Pull out every line from the listing that has the word "DeviceCfg".

..............................

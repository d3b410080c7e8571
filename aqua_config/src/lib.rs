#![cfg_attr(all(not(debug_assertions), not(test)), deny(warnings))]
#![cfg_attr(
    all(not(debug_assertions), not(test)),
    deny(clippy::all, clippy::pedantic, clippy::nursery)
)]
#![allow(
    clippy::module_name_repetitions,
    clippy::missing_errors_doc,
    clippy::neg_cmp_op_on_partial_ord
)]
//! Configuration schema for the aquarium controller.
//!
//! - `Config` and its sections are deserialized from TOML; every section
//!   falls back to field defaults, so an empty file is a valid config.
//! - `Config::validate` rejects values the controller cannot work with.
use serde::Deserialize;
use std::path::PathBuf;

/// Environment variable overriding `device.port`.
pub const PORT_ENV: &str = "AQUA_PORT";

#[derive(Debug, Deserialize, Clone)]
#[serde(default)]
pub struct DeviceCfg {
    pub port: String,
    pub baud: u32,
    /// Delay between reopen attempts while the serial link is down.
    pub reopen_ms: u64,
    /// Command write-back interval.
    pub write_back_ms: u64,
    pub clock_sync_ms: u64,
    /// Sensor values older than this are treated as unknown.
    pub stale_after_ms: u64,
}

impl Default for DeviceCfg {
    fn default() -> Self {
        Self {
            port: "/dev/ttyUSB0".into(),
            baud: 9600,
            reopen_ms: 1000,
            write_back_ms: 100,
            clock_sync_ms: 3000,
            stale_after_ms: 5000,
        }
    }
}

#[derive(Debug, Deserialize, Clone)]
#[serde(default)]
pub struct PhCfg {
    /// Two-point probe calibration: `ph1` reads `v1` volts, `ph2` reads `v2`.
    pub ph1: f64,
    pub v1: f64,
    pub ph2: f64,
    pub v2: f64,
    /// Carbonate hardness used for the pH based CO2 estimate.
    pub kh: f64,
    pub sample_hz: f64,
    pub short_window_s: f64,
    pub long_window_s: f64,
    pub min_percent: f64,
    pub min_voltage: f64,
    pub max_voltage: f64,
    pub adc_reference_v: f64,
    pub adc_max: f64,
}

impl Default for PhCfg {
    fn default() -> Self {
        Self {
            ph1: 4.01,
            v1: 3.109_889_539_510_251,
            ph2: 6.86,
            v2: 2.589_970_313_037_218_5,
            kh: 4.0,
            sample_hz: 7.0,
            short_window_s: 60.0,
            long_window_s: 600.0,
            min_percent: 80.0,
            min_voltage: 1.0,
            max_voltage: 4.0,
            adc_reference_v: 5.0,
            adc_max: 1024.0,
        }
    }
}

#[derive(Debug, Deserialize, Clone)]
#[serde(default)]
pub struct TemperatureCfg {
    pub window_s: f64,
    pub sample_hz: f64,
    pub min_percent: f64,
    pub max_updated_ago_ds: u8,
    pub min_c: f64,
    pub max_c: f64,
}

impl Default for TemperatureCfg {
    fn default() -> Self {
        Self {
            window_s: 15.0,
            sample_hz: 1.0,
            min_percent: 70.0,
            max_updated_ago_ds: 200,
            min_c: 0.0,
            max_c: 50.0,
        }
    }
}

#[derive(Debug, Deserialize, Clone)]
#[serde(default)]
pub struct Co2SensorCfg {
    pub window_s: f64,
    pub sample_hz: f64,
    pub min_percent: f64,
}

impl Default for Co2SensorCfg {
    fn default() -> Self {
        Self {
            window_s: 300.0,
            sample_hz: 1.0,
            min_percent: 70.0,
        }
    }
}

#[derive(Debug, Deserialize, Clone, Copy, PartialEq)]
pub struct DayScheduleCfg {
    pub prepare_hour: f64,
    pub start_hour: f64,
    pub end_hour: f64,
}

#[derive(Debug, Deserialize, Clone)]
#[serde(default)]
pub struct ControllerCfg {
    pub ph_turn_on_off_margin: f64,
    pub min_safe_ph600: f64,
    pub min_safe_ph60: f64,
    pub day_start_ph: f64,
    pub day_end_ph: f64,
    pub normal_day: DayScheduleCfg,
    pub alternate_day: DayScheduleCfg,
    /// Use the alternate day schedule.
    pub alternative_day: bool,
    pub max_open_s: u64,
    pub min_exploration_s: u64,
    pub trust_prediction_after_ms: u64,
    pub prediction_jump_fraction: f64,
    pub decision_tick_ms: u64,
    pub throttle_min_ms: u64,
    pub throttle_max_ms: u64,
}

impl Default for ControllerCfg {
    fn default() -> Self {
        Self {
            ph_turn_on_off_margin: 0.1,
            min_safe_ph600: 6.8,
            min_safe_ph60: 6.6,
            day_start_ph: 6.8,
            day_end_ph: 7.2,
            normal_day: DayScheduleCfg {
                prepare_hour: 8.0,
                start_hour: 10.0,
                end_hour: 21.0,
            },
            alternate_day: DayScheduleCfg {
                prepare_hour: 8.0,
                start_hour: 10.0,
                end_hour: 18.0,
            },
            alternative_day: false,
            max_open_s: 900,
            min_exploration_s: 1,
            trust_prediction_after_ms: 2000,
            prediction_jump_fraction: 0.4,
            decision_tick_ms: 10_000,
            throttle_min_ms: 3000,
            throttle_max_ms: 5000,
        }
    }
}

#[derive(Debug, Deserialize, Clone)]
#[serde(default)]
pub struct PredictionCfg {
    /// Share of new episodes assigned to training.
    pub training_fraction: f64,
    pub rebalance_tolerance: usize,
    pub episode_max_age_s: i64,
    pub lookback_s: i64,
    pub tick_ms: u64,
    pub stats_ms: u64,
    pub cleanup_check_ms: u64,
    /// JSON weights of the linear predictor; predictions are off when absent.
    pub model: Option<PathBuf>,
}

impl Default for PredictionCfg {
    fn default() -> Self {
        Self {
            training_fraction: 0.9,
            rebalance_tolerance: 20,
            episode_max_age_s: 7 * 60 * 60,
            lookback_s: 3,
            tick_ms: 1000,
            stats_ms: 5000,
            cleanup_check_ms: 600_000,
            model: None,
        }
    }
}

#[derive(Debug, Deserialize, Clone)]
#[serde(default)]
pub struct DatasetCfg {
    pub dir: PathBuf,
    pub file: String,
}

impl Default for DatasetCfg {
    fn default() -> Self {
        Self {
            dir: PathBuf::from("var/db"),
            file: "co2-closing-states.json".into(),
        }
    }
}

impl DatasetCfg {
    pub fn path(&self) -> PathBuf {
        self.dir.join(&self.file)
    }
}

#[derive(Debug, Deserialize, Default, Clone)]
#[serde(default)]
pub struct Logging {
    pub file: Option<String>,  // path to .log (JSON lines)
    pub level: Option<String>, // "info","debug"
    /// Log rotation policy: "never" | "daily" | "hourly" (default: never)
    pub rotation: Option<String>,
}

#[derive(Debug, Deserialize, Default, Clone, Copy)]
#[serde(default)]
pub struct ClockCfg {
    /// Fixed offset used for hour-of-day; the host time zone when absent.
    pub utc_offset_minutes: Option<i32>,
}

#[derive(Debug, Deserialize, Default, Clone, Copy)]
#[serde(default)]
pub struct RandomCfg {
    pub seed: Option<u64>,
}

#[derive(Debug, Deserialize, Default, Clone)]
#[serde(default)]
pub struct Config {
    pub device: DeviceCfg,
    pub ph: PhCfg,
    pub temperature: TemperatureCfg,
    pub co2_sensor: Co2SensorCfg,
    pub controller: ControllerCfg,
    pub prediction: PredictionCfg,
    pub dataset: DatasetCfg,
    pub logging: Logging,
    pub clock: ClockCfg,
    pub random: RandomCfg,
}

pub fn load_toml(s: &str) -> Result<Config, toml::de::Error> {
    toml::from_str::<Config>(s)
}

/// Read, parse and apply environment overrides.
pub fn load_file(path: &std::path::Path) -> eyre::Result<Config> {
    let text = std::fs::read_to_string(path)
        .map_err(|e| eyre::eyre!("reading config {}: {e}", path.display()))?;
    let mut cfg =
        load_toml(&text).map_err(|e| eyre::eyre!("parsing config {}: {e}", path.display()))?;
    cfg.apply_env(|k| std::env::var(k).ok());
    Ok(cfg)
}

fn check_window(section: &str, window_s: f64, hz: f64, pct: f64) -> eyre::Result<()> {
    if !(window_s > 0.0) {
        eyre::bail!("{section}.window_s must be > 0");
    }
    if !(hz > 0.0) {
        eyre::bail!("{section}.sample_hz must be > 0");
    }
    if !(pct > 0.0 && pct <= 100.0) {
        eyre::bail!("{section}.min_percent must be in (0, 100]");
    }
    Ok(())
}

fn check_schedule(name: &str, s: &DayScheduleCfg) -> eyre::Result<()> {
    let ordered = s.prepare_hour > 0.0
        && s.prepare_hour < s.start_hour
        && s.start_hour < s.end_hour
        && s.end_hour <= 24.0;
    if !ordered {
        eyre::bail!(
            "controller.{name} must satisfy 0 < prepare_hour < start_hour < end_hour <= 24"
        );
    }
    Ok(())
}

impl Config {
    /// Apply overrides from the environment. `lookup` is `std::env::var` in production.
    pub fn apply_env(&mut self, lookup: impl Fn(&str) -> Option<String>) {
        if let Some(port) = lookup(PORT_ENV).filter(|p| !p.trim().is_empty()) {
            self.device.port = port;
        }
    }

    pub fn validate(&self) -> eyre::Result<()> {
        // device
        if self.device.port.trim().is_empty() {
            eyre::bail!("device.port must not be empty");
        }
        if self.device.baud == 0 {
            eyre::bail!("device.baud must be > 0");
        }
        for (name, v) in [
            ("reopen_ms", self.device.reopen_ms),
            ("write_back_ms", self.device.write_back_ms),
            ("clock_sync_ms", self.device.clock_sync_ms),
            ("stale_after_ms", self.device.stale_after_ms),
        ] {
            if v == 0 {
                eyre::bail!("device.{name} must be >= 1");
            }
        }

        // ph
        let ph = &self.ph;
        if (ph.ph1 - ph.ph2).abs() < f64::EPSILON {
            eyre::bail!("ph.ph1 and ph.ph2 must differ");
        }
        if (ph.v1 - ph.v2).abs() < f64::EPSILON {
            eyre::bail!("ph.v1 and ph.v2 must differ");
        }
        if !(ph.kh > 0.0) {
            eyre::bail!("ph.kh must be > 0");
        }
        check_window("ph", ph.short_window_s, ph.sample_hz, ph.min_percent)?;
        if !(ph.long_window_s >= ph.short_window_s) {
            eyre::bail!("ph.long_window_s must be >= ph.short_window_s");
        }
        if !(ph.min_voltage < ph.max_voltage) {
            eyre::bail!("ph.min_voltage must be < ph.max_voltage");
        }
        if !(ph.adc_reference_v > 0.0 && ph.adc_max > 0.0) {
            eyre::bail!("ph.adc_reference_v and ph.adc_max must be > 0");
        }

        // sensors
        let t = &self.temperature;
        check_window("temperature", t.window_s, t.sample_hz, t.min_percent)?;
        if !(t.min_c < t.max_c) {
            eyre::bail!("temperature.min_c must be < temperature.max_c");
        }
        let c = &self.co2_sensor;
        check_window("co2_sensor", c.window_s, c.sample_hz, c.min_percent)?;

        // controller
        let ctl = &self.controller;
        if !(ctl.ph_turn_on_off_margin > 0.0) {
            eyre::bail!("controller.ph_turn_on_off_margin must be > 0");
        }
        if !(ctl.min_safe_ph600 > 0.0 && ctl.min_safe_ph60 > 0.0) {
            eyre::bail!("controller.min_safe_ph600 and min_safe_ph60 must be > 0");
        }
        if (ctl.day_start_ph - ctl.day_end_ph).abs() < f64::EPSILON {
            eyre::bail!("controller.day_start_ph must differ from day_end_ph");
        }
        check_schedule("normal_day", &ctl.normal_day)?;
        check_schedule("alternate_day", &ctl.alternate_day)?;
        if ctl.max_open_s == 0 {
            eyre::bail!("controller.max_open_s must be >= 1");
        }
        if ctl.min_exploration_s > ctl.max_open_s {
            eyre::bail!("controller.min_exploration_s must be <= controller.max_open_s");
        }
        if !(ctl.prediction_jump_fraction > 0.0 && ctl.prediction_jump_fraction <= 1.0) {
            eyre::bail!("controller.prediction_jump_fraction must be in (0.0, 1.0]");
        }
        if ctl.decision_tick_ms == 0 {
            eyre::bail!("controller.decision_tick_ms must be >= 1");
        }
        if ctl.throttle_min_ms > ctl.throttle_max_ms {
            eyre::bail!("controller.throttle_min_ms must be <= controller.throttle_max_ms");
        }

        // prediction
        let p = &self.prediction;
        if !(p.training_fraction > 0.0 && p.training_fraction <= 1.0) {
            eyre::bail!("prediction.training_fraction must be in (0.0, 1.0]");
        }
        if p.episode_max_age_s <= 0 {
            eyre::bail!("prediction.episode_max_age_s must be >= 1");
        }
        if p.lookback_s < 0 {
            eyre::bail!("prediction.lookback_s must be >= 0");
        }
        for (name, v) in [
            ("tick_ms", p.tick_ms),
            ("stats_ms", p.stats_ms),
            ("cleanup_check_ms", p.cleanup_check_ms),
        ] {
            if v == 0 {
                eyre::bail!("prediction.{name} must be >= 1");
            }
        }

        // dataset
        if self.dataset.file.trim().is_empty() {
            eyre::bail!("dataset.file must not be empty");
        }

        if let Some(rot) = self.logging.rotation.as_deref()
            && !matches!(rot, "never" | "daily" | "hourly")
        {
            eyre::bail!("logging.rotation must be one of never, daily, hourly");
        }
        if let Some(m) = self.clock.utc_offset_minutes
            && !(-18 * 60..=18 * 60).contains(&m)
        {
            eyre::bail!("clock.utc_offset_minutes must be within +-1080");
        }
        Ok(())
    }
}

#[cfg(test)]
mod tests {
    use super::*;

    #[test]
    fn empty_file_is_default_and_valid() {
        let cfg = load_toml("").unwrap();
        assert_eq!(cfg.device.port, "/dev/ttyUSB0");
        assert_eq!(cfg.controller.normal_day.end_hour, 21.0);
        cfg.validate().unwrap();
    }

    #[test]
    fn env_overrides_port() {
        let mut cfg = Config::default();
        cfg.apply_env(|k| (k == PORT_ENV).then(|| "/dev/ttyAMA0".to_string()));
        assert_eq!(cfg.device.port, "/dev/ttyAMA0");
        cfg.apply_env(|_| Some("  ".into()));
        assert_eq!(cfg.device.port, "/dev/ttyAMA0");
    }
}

..............................

▸ **Exercise output**:
pub struct DeviceCfg {
impl Default for DeviceCfg {
    pub device: DeviceCfg,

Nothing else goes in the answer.